A House Energy and Commerce subcommittee questioned Food and Drug Administration (FDA) Commissioner Margaret Hamburg on April 16, 2013, about the agency’s oversight of compounding pharmacies as part of an ongoing congressional investigation into FDA’s response to a fungal meningitis outbreak that purportedly resulted in 53 deaths and sickened more than 700.

The committee has also released a staff report based on a review of thousands of FDA documents. According to Oversight and Investigations Subcommittee Chair Tim Murphy (R-Pa.), the documents show that the agency had been notified before the outbreak by doctors, patients, providers, and whistleblowers about questionable practices and conditions at the New England Compounding Center, which produced the drugs linked to the outbreak, but “focused on perfecting [its] legal reasons for inaction instead of protecting families.”

Rep.
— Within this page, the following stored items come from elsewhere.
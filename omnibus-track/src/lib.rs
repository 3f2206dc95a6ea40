// Copyright (c) 2025 The OMNIBUS developers. All rights reserved.

//! This module provides combined _track_ capabilities for the OMNIBUS project.
//!
//! _Track_ means the combination of _log_ and _trace_ where:
//!
//!   - _log_ are text-based human-readable messages emitted at various levels
//!     of verbosity (from `Trace` through to `Error`).
//!   - _trace_ provides a standard set of modelling events that can be emitted.
//!     For example, object creation/destruction or objects entering/exitting
//!     simulation [`Entities`](crate::entity::Entity).
//!
//! All _track_ events are emitted through a [`Tracker`]; the standard trackers
//! write a textual output based on the [log](https://docs.rs/log) crate levels.

// Enable warnings for missing documentation
#![warn(missing_docs)]

use std::sync::{Arc, Mutex};

pub use log;

pub mod builder;
pub mod entity;
pub mod id;

/// Include the trackers.
pub mod tracker;
pub use tracker::{Track, Tracker};

/// A type alias for objects that receive _log_ / _trace_ events.
///
/// The writer must implement Send in order to be shared between threads.
pub type Writer = Box<dyn std::io::Write + Send>;
type SharedWriter = Arc<Mutex<Writer>>;

/// Type used for unique IDs
///
/// Each _log_/_trace_ event within the application is given a unique ID to
/// identify it. There are two reserved ID values: [NO_ID](constant.NO_ID.html)
/// and [ROOT](constant.ROOT.html)
pub use id::Id;

pub mod test_helpers;

/// ID value which indicates where there is no valid ID
pub const NO_ID: Id = id::Id(0);

/// The root ID from which all other IDs are derived
pub const ROOT: Id = id::Id(1);

// Track an enter event.
#[doc(hidden)]
#[macro_export]
macro_rules! enter {
    ($entity:expr ; $enter_id:expr) => {
        if $entity
            .tracker
            .is_entity_enabled($entity.id, log::Level::Trace)
        {
            $entity.tracker.enter($entity.id, $enter_id);
        }
    };
}

// Track an exit event.
#[doc(hidden)]
#[macro_export]
macro_rules! exit {
    ($entity:expr ; $exit_id:expr) => {
        if $entity
            .tracker
            .is_entity_enabled($entity.id, log::Level::Trace)
        {
            $entity.tracker.exit($entity.id, $exit_id);
        }
    };
}

/// Create a unique ID for tracking.
///
/// The user must specify an entity with a [`Tracker`] to create the ID.
///
/// **Note:** this macro should be used when the object being assigned the
///           [`Id`] will have its creation tracked with [`create`].
#[macro_export]
macro_rules! create_id {
    ($entity:expr) => {{ $entity.tracker.unique_id() }};
}

/// Add an entity creation event
#[macro_export]
macro_rules! create {
    ($entity:expr) => {{
        if $entity
            .tracker
            .is_entity_enabled($entity.id, log::Level::Trace)
        {
            let parent_id = match &$entity.parent {
                Some(parent) => parent.id,
                None => $crate::NO_ID,
            };
            $entity
                .tracker
                .create(parent_id, $entity.id, 0, 0, $entity.full_name().as_str());
        }
    }};
    ($entity:expr ; $created:expr, $num_bytes:expr, $req_type:expr) => {{
        if $entity
            .tracker
            .is_entity_enabled($entity.id, log::Level::Trace)
        {
            $entity.tracker.create(
                $entity.id,
                $created.id,
                $num_bytes,
                $req_type,
                format!("{}", $created).as_str(),
            );
        }
    }};
}

/// Add an entity destroy event
#[macro_export]
macro_rules! destroy {
    ($entity:expr) => {{
        if $entity
            .tracker
            .is_entity_enabled($entity.id, log::Level::Trace)
        {
            match &$entity.parent {
                Some(parent) => $entity.tracker.destroy($entity.id, parent.id),
                None => $entity.tracker.destroy($entity.id, $crate::NO_ID),
            };
        }
    }};
}

/// Connect two entities
#[macro_export]
macro_rules! connect {
    ($from_entity:expr ; $to_entity:expr) => {{
        if $from_entity
            .tracker
            .is_entity_enabled($from_entity.id, log::Level::Trace)
        {
            $from_entity.tracker.connect($from_entity.id, $to_entity.id);
        }
    }};
}

/// Update the current time.
#[macro_export]
macro_rules! set_time {
    ($entity:expr ; $time_ns:expr) => {{
        if $entity
            .tracker
            .is_entity_enabled($entity.id, log::Level::Trace)
        {
            $entity.tracker.time($entity.id, $time_ns);
        }
    }};
}

/// Base macro for log messages of all level.
///
/// This wrapper checks whether the entity has the requested level enabled and
/// then hands the formatted message to the [`Tracker`].
#[macro_export]
macro_rules! log_base {
    ($entity:expr ; $lvl:expr, $($arg:tt)+) => (
        if $entity.tracker.is_entity_enabled($entity.id, $lvl) {
            $entity.tracker.log($entity.id, $lvl, format_args!($($arg)+));
        }
    );
}

/// The `trace` macro provides a wrapper for the [`log_base`](macro.log_base.html)
/// macro at level `log::Level::Trace`
#[macro_export]
macro_rules! trace {
    ($entity:expr ; $($arg:tt)+) => (
        $crate::log_base!($entity ; $crate::log::Level::Trace, $($arg)+);
    );
}

/// The `debug` macro provides a wrapper for the [`log_base`](macro.log_base.html)
/// macro at level `log::Level::Debug`
#[macro_export]
macro_rules! debug {
    ($entity:expr ; $($arg:tt)+) => (
        $crate::log_base!($entity ; $crate::log::Level::Debug, $($arg)+);
    );
}

/// The `info` macro provides a wrapper for the [`log_base`](macro.log_base.html)
/// macro at level `log::Level::Info`
#[macro_export]
macro_rules! info {
    ($entity:expr ; $($arg:tt)+) => (
        $crate::log_base!($entity ; $crate::log::Level::Info, $($arg)+);
    );
}

/// The `warn` macro provides a wrapper for the [`log_base`](macro.log_base.html)
/// macro at level `log::Level::Warn`
#[macro_export]
macro_rules! warn {
    ($entity:expr ; $($arg:tt)+) => (
        $crate::log_base!($entity ; $crate::log::Level::Warn, $($arg)+);
    );
}

/// The `error` macro provides a wrapper for the [`log_base`](macro.log_base.html)
/// macro at level `log::Level::Error`
#[macro_export]
macro_rules! error {
    ($entity:expr ; $($arg:tt)+) => (
        $crate::log_base!($entity ; $crate::log::Level::Error, $($arg)+);
    );
}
Edward Markey’s ((D-Mass.) staff issued a report titled “State of Disarray: How States’ Inability to Oversee Compounding Pharmacies Puts Public Health at Risk.” Its premise is that with pharmacies under the jurisdiction of state regulators and given conflicting judicial rulings regarding FDA’s authority over compounding pharmacies, Congress must act to give the agency the necessary authority to avoid future outbreaks. The report summarizes findings from House Democrats’ investigation of state boards of pharmacies and concludes that “most states are incapable of assuring the safety of compounded drugs [and] . . . poor record-keeping practices by the states make it difficult, if not impossible, for the states to identify compounding pharmacies with systemic, repetitive compounding safety problems.”
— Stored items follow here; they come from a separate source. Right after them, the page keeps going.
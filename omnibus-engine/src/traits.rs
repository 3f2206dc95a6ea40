// Copyright (c) 2025 The OMNIBUS developers. All rights reserved.

//! A set of common traits used across the OMNIBUS engine.

use core::mem::size_of;
use std::fmt::{Debug, Display};

use async_trait::async_trait;
use omnibus_track::id::Unique;

use crate::sim_error;
use crate::types::{AccessType, SimError, SimResult};

/// The `TotalBytes` trait is used to determine how many bytes an object
/// represents
///
/// This trait is used to determine how much time an object will take to be
/// sent.
pub trait TotalBytes {
    fn total_bytes(&self) -> usize;
}

/// The `Routable` trait provides an interface to an object to enable it to be
/// routed
pub trait Routable {
    fn dest(&self) -> Result<u64, SimError>;
    fn req_type(&self) -> Result<AccessType, SimError>;
}

/// A super-trait that objects that are passed around the simulation have to
/// implement
///
///  - Clone:       It would be nice to use `Copy` instead, but given that
///    things like `Vec` are not `Copy` we have to use `Clone` instead to allow
///    the application to keep copies of objects sent around.
///  - Debug:       In order to print "{:?}" objects have to at least implement
///    Debug.
///  - Display:     Objects are named in trace output.
///  - Unique:      Every object has an [`Id`](omnibus_track::id::Id) so that it
///    can be followed through the simulation.
///  - Routable:    Allows routing.
///  - TotalBytes:  Allows rate limiting.
///  - 'static:     Due to the way that futures are implemented, the lifetimes
///    need to be `static. This means that objects may have to be placed in
///    `Box` to make them static.
pub trait SimObject: Clone + Debug + Display + Unique + Routable + TotalBytes + 'static {}

/// The `Runnable` trait is implemented by all components so that the engine
/// can spawn their `run()` functions when the simulation starts.
#[async_trait(?Send)]
pub trait Runnable {
    async fn run(&self) -> SimResult;
}

// Implementations for basic types that can be sent around the simulation for
// testing

// i32
impl TotalBytes for i32 {
    fn total_bytes(&self) -> usize {
        size_of::<i32>()
    }
}

impl Routable for i32 {
    fn dest(&self) -> Result<u64, SimError> {
        Ok(*self as u64)
    }
    fn req_type(&self) -> Result<AccessType, SimError> {
        match self {
            0 => Ok(AccessType::Read),
            1 => Ok(AccessType::Write),
            2 => Ok(AccessType::Control),
            _ => sim_error!(format!("no access type for {self}")),
        }
    }
}

impl SimObject for i32 {}

// usize
impl TotalBytes for usize {
    fn total_bytes(&self) -> usize {
        size_of::<usize>()
    }
}

impl Routable for usize {
    fn dest(&self) -> Result<u64, SimError> {
        Ok(*self as u64)
    }
    fn req_type(&self) -> Result<AccessType, SimError> {
        match self {
            0 => Ok(AccessType::Read),
            1 => Ok(AccessType::Write),
            2 => Ok(AccessType::Control),
            _ => sim_error!(format!("no access type for {self}")),
        }
    }
}

impl SimObject for usize {}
The Congressional Research Service (CRS) has also released a report on the regulation of compounded drugs. Titled “Federal Authority to Regulate the Compounding of Human Drugs,” the April 12 report provides a brief history of drug regulation in the United States and notes that FDA did not historically use its authority under the Food, Drug, and Cosmetic Act (FDCA) to regulate compounding because “it was widely recognized that compounded drugs could not meet the FDCA’s ‘new drug’ requirements. As the [U.S.] Supreme Court has noted, subjecting compounding pharmacies to the statute’s approval requirements ‘would as a practical matter, eliminate the practice of compounding, and thereby eliminate availability of compounded drugs for those patients who have no alternative treatment.’”
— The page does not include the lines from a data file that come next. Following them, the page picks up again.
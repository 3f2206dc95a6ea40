// Copyright (c) 2025 The OMNIBUS developers. All rights reserved.

use std::cell::RefCell;
use std::rc::Rc;

use async_trait::async_trait;
use omnibus_engine::run_simulation;
use omnibus_engine::test_helpers::start_test;
use omnibus_engine::time::clock::Clock;
use omnibus_engine::traits::Runnable;
use omnibus_engine::types::{Component, SimResult};

struct Counter {
    ticks: u64,
    clock: Clock,
    count: RefCell<u64>,
}

#[async_trait(?Send)]
impl Runnable for Counter {
    async fn run(&self) -> SimResult {
        for _ in 0..self.ticks {
            self.clock.wait_ticks(1).await;
            *self.count.borrow_mut() += 1;
        }
        Ok(())
    }
}

/// Components handed to the engine must all be spawned when the simulation
/// starts.
#[test]
fn registered_components_spawned() {
    let mut engine = start_test(file!());

    let fast = Rc::new(Counter {
        ticks: 4,
        clock: engine.default_clock(),
        count: RefCell::new(0),
    });
    let slow = Rc::new(Counter {
        ticks: 2,
        clock: engine.clock_mhz(500.0),
        count: RefCell::new(0),
    });
    engine.register(fast.clone() as Component);
    engine.register(slow.clone() as Component);

    run_simulation!(engine);

    assert_eq!(*fast.count.borrow(), 4);
    assert_eq!(*slow.count.borrow(), 2);

    // The 500MHz counter finishes last, after 2 ticks of 2ns
    assert_eq!(engine.time_now_ns(), 4.0);
}

/// A simulation with nothing registered or spawned finishes at time zero.
#[test]
fn empty_simulation_finishes() {
    let mut engine = start_test(file!());
    run_simulation!(engine);
    assert_eq!(engine.time_now_ns(), 0.0);
}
According to the CRS report, courts “that have examined the issue have all agreed that the FDA has some authority to regulate compounding. Specifically, case law appears to find that the FDCA does provide the federal government with the authority to prohibit pharmacists from manufacturing under the guise of compounding.” Still, “the legislative history of the FDCA appears to support the view that manufacturers were the intended target of the regulatory scheme imposed by the 1938 act,” and that its enactment did not disturb the traditional approach to pharmacies which are subject to state oversight. The CRS report concludes, “absent further congressional action, the limits of the FDA’s authority to regulate all forms of compounding will likely continue to be unresolved.”

Meanwhile, FDA has issued a statement to report that it has conducted 29 of 31 priority inspections of compounding pharmacies and concluded that most employed sterile drug-production practices that create a risk of contamination. Among FDA’s observations were “incomplete and/or inadequate drug product batch failure investigations, inappropriate and/or inadequate clothing for sterile processing, lack of appropriate air filtration systems, and insufficient microbiological testing.” FDA coordinated most of the inspections with state oversight officials because it does not have authority over those compounders operating within the bounds of traditional pharmacy compounding and indicated that it will refer appropriate cases to state regulators for enforcement. See 2013 FDA Pharmacy Inspection Assignment, April 11, 2013.